David Gersch resigned from the partnership at Arnold & Porter Kaye Scholer in 2012 to become senior counsel so he could have the freedom to pursue the matters he wanted. Last year, that decision allowed him to work on a case that could help shape electoral politics in the United States for the foreseeable future.

Gersch and partner Stanton Jones, both based in the firm’s Washington, D.C., office, were two of the many Big Law attorneys who took on cases in 2017 that sought to undo the effects of the gerrymandering that has left so many Americans squeezed into strangely shaped voting districts. The duo represented the League of Women Voters in a lawsuit challenging Pennsylvania’s congressional map. Not only did they secure a ruling from the Pennsylvania Supreme Court in January enjoining the old map, they also did it in time for the court to draw a new map that went into effect for this spring’s primary election. In a state with an all-male congressional delegation, seven Democratic women won House primaries and at least one woman is now guaranteed to break into the group.

“It’s like democracy in action,” Jones says. “It’s like seeing the system unrigged.”

In recent years, as new mapping technology has developed, gerrymandering has “grown from an obscure legal issue to a cause celebre,” Jones says. Districts have gotten so bad that Pennsylvania’s 7th earned the moniker “Goofy kicking Donald Duck” because of its bizarre shape.
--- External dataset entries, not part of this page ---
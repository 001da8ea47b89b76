//! Result values of a phase query.

use std::f64::consts::PI;
use std::fmt;

use chrono::{DateTime, FixedOffset, Utc};

use crate::table::{LunarEclipse, SolarEclipse, SECONDS_PER_DAY};

/// Seconds either side of a lunar eclipse during which the disk is drawn
/// reddened.
pub const ECLIPSE_WINDOW_SECS: i64 = 7_200;

/// Julian date of the Unix epoch.
pub const UNIX_EPOCH_JD: f64 = 2_440_587.5;

/// Everything known about the Moon at one instant.
#[derive(Debug, Clone, PartialEq)]
pub struct PhaseReading {
    pub instant: DateTime<Utc>,
    /// Position in the synodic cycle, `0.0 <= phase < 1.0`, 0 at new moon.
    pub phase: f64,
    /// Estimated lit fraction of the visible disk.
    pub illuminated: f64,
    pub age: MoonAge,
    pub lunation: i64,
    pub julian_date: f64,
    pub terminator: Terminator,
    pub next_new_moon: EventTime,
    pub next_full_moon: EventTime,
    pub next_lunar_eclipse: Option<Eclipse<LunarEclipse>>,
    pub next_solar_eclipse: Option<Eclipse<SolarEclipse>>,
    pub previous_lunar_eclipse: Option<Eclipse<LunarEclipse>>,
    pub previous_solar_eclipse: Option<Eclipse<SolarEclipse>>,
}

impl PhaseReading {
    pub fn phase_name(&self) -> PhaseName {
        PhaseName::from_phase(self.phase)
    }

    /// Distance in seconds to the closest lunar eclipse on either side.
    pub fn nearest_lunar_eclipse_secs(&self) -> Option<i64> {
        [&self.next_lunar_eclipse, &self.previous_lunar_eclipse]
            .into_iter()
            .flatten()
            .map(|e| e.time.seconds_until.abs())
            .min()
    }

    pub fn in_lunar_eclipse_window(&self) -> bool {
        self.nearest_lunar_eclipse_secs()
            .is_some_and(|secs| secs <= ECLIPSE_WINDOW_SECS)
    }
}

/// A tabulated event placed relative to the query instant.
#[derive(Debug, Clone, Copy, PartialEq)]
pub struct EventTime {
    pub utc: DateTime<Utc>,
    /// Wall-clock rendering using the offset in force at `utc`.
    pub local: DateTime<FixedOffset>,
    /// Negative for events already past.
    pub seconds_until: i64,
}

impl EventTime {
    pub fn days_until(&self) -> f64 {
        self.seconds_until as f64 / SECONDS_PER_DAY as f64
    }
}

#[derive(Debug, Clone, Copy, PartialEq)]
pub struct Eclipse<T> {
    pub kind: T,
    pub time: EventTime,
}

/// Time since the last new moon, each unit truncated.
#[derive(Debug, Clone, Copy, PartialEq, Eq)]
pub struct MoonAge {
    pub days: i64,
    pub hours: i64,
    pub minutes: i64,
}

impl MoonAge {
    pub fn from_seconds(elapsed: i64) -> Self {
        let days = elapsed.div_euclid(SECONDS_PER_DAY);
        let rest = elapsed.rem_euclid(SECONDS_PER_DAY);
        Self {
            days,
            hours: rest / 3_600,
            minutes: (rest % 3_600) / 60,
        }
    }

    pub fn as_seconds(&self) -> i64 {
        self.days * SECONDS_PER_DAY + self.hours * 3_600 + self.minutes * 60
    }
}

#[derive(Debug, Clone, Copy, PartialEq, Eq)]
pub enum Hemisphere {
    East,
    West,
}

#[derive(Debug, Clone, Copy, PartialEq, Eq)]
pub enum SolarLighting {
    Sunrise,
    Sunset,
}

/// Selenographic longitude of the terminator.
#[derive(Debug, Clone, Copy, PartialEq)]
pub struct Terminator {
    pub degrees: f64,
    pub hemisphere: Hemisphere,
    pub lighting: SolarLighting,
}

impl Terminator {
    pub fn from_phase(phase: f64) -> Self {
        // Fold order matters near 90 and 270 degrees.
        let mut longitude = 270.0 + phase * 360.0;
        if longitude >= 360.0 {
            longitude -= 360.0;
        }
        if longitude >= 270.0 {
            longitude -= 360.0;
        } else if longitude >= 180.0 {
            longitude -= 180.0;
        } else if longitude >= 90.0 {
            longitude -= 180.0;
        }
        longitude = -longitude;

        Self {
            degrees: longitude.abs(),
            hemisphere: if longitude < 0.0 {
                Hemisphere::West
            } else {
                Hemisphere::East
            },
            lighting: if phase >= 0.5 {
                SolarLighting::Sunset
            } else {
                SolarLighting::Sunrise
            },
        }
    }

    /// Longitude with east positive.
    pub fn signed_degrees(&self) -> f64 {
        match self.hemisphere {
            Hemisphere::East => self.degrees,
            Hemisphere::West => -self.degrees,
        }
    }
}

impl fmt::Display for Terminator {
    fn fmt(&self, f: &mut fmt::Formatter<'_>) -> fmt::Result {
        let side = match self.hemisphere {
            Hemisphere::East => "east",
            Hemisphere::West => "west",
        };
        let light = match self.lighting {
            SolarLighting::Sunrise => "Sunrise",
            SolarLighting::Sunset => "Sunset",
        };
        write!(f, "{:.1}\u{b0}{} ({})", self.degrees, side, light)
    }
}

/// Cosine estimate of the lit disk fraction; 0 at new moon, 1 at full.
pub fn illuminated_fraction(phase: f64) -> f64 {
    (((phase + 0.5) / 0.5 * PI).cos() + 1.0) * 0.5
}

pub fn julian_date(instant: DateTime<Utc>) -> f64 {
    UNIX_EPOCH_JD + instant.timestamp() as f64 / SECONDS_PER_DAY as f64
}

#[derive(Debug, Clone, Copy, PartialEq, Eq, Hash)]
pub enum PhaseName {
    NewMoon,
    WaxingCrescent,
    FirstQuarter,
    WaxingGibbous,
    FullMoon,
    WaningGibbous,
    LastQuarter,
    WaningCrescent,
}

impl PhaseName {
    pub fn from_phase(phase: f64) -> Self {
        match phase {
            p if (0.0..0.025).contains(&p) => PhaseName::NewMoon,
            p if (0.025..0.225).contains(&p) => PhaseName::WaxingCrescent,
            p if (0.225..0.275).contains(&p) => PhaseName::FirstQuarter,
            p if (0.275..0.475).contains(&p) => PhaseName::WaxingGibbous,
            p if (0.475..0.525).contains(&p) => PhaseName::FullMoon,
            p if (0.525..0.735).contains(&p) => PhaseName::WaningGibbous,
            p if (0.735..0.775).contains(&p) => PhaseName::LastQuarter,
            p if (0.775..0.975).contains(&p) => PhaseName::WaningCrescent,
            _ => PhaseName::NewMoon,
        }
    }

    pub fn label(&self) -> &'static str {
        match self {
            PhaseName::NewMoon => "New Moon",
            PhaseName::WaxingCrescent => "Waxing Crescent",
            PhaseName::FirstQuarter => "First Quarter",
            PhaseName::WaxingGibbous => "Waxing Gibbous",
            PhaseName::FullMoon => "Full Moon",
            PhaseName::WaningGibbous => "Waning Gibbous",
            PhaseName::LastQuarter => "Last Quarter",
            PhaseName::WaningCrescent => "Waning Crescent",
        }
    }
}

impl fmt::Display for PhaseName {
    fn fmt(&self, f: &mut fmt::Formatter<'_>) -> fmt::Result {
        f.write_str(self.label())
    }
}

#[cfg(test)]
mod tests {
    use super::*;
    use approx::assert_abs_diff_eq;

    #[test]
    fn illumination_endpoints() {
        assert_abs_diff_eq!(illuminated_fraction(0.0), 0.0, epsilon = 1e-12);
        assert_abs_diff_eq!(illuminated_fraction(0.5), 1.0, epsilon = 1e-12);
        assert_abs_diff_eq!(illuminated_fraction(0.25), 0.5, epsilon = 1e-12);
        assert_abs_diff_eq!(illuminated_fraction(0.75), 0.5, epsilon = 1e-12);
    }

    #[test]
    fn age_truncates_each_unit() {
        // 1 day 23 h 59 min 59 s
        let age = MoonAge::from_seconds(2 * SECONDS_PER_DAY - 1);
        assert_eq!(
            age,
            MoonAge {
                days: 1,
                hours: 23,
                minutes: 59
            }
        );
        assert_eq!(age.as_seconds(), 2 * SECONDS_PER_DAY - 60);
        assert_eq!(MoonAge::from_seconds(59).as_seconds(), 0);
    }

    #[test]
    fn terminator_at_last_quarter() {
        // 270 + 270 = 540 -> 180 -> 0 -> -0
        let t = Terminator::from_phase(0.75);
        assert_abs_diff_eq!(t.degrees, 0.0, epsilon = 1e-12);
        assert_eq!(t.hemisphere, Hemisphere::East);
        assert_eq!(t.lighting, SolarLighting::Sunset);
    }

    #[test]
    fn terminator_folds() {
        // 270 -> -90 -> 90 east, morning terminator at new moon
        let t = Terminator::from_phase(0.0);
        assert_abs_diff_eq!(t.degrees, 90.0, epsilon = 1e-12);
        assert_eq!(t.hemisphere, Hemisphere::East);
        assert_eq!(t.lighting, SolarLighting::Sunrise);

        // 360 -> 0
        let t = Terminator::from_phase(0.25);
        assert_abs_diff_eq!(t.degrees, 0.0, epsilon = 1e-12);
        assert_eq!(t.lighting, SolarLighting::Sunrise);

        // 450 -> 90 -> -90 -> 90 east
        let t = Terminator::from_phase(0.5);
        assert_abs_diff_eq!(t.signed_degrees(), 90.0, epsilon = 1e-12);
        assert_eq!(t.lighting, SolarLighting::Sunset);

        // 306 -> 306 - 360 = -54 -> 54 east
        let t = Terminator::from_phase(0.1);
        assert_abs_diff_eq!(t.signed_degrees(), 54.0, epsilon = 1e-9);

        // 396 -> 36 -> -36 west
        let t = Terminator::from_phase(0.35);
        assert_eq!(t.hemisphere, Hemisphere::West);
        assert_abs_diff_eq!(t.degrees, 36.0, epsilon = 1e-9);

        // 522 -> 162 -> -18 -> 18 east
        let t = Terminator::from_phase(0.7);
        assert_abs_diff_eq!(t.signed_degrees(), 18.0, epsilon = 1e-9);

        // 558 -> 198 -> 18 -> -18 west
        let t = Terminator::from_phase(0.8);
        assert_abs_diff_eq!(t.signed_degrees(), -18.0, epsilon = 1e-9);
        assert_eq!(t.to_string(), "18.0\u{b0}west (Sunset)");
    }

    #[test]
    fn phase_names_cover_the_cycle() {
        assert_eq!(PhaseName::from_phase(0.0), PhaseName::NewMoon);
        assert_eq!(PhaseName::from_phase(0.1), PhaseName::WaxingCrescent);
        assert_eq!(PhaseName::from_phase(0.25), PhaseName::FirstQuarter);
        assert_eq!(PhaseName::from_phase(0.4), PhaseName::WaxingGibbous);
        assert_eq!(PhaseName::from_phase(0.5), PhaseName::FullMoon);
        assert_eq!(PhaseName::from_phase(0.6), PhaseName::WaningGibbous);
        assert_eq!(PhaseName::from_phase(0.75), PhaseName::LastQuarter);
        assert_eq!(PhaseName::from_phase(0.9), PhaseName::WaningCrescent);
        assert_eq!(PhaseName::from_phase(0.99), PhaseName::NewMoon);
        assert_eq!(PhaseName::WaningGibbous.to_string(), "Waning Gibbous");
    }

    #[test]
    fn waning_gibbous_runs_to_0_735() {
        assert_eq!(PhaseName::from_phase(0.525), PhaseName::WaningGibbous);
        assert_eq!(PhaseName::from_phase(0.73), PhaseName::WaningGibbous);
        assert_eq!(PhaseName::from_phase(0.7349), PhaseName::WaningGibbous);
        assert_eq!(PhaseName::from_phase(0.735), PhaseName::LastQuarter);
        assert_eq!(PhaseName::from_phase(0.7749), PhaseName::LastQuarter);
        assert_eq!(PhaseName::from_phase(0.775), PhaseName::WaningCrescent);
    }

    #[test]
    fn julian_date_of_known_instants() {
        assert_abs_diff_eq!(
            julian_date(DateTime::from_timestamp(0, 0).unwrap()),
            2_440_587.5,
            epsilon = 1e-9
        );
        // J2000.0 = 2000-01-01 12:00 TT, close enough in UTC for this check
        assert_abs_diff_eq!(
            julian_date(DateTime::from_timestamp(946_728_000, 0).unwrap()),
            2_451_545.0,
            epsilon = 1e-9
        );
    }
}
“Gerrymandering’s been around since Elbridge Gerry, but the use of technology, computers and the lack of restraint by partisan forces has made the problem worse than ever,” Gersch says.

And in 2017, law firms stepped up to try to fix the problem with their pro bono work. In addition to Arnold & Porter’s work in Pennsylvania, Patterson Belknap Webb & Tyler represented the plaintiffs in a lawsuit challenging North Carolina’s 2016 congressional redistricting plan, securing a court order for a new map that was later stayed by the U.S. Supreme Court. Meanwhile, Hogan Lovells and Milbank, Tweed, Hadley & McCloy each filed amicus briefs with the high court in Gill v. Whitford, the closely watched gerrymandering case out of Wisconsin on which the justices were expected to rule in June.

For Stanton, watching the individual plaintiffs in the Pennsylvania case testify—including a former Army helicopter pilot who is now a high school civics teacher—was an eye-opening experience that made clear the thousands of hours and significant cost Arnold & Porter invested in the case were worth it.

“It blew me away,” he says, “to hear how deeply they care about this issue of democratic representation and participation in free and fair elections.”

Stanton and Gersch hope their case—argued in state court, as opposed to the usual route through federal court that has encountered more roadblocks in the past—will provide a road map for future gerrymandering challenges. And if it leads lawmakers to be a bit less bold in their partisan redistricting, all the better.

“The idea that you can challenge gerrymandering in court, it’s an idea whose time has come,” Gersch says.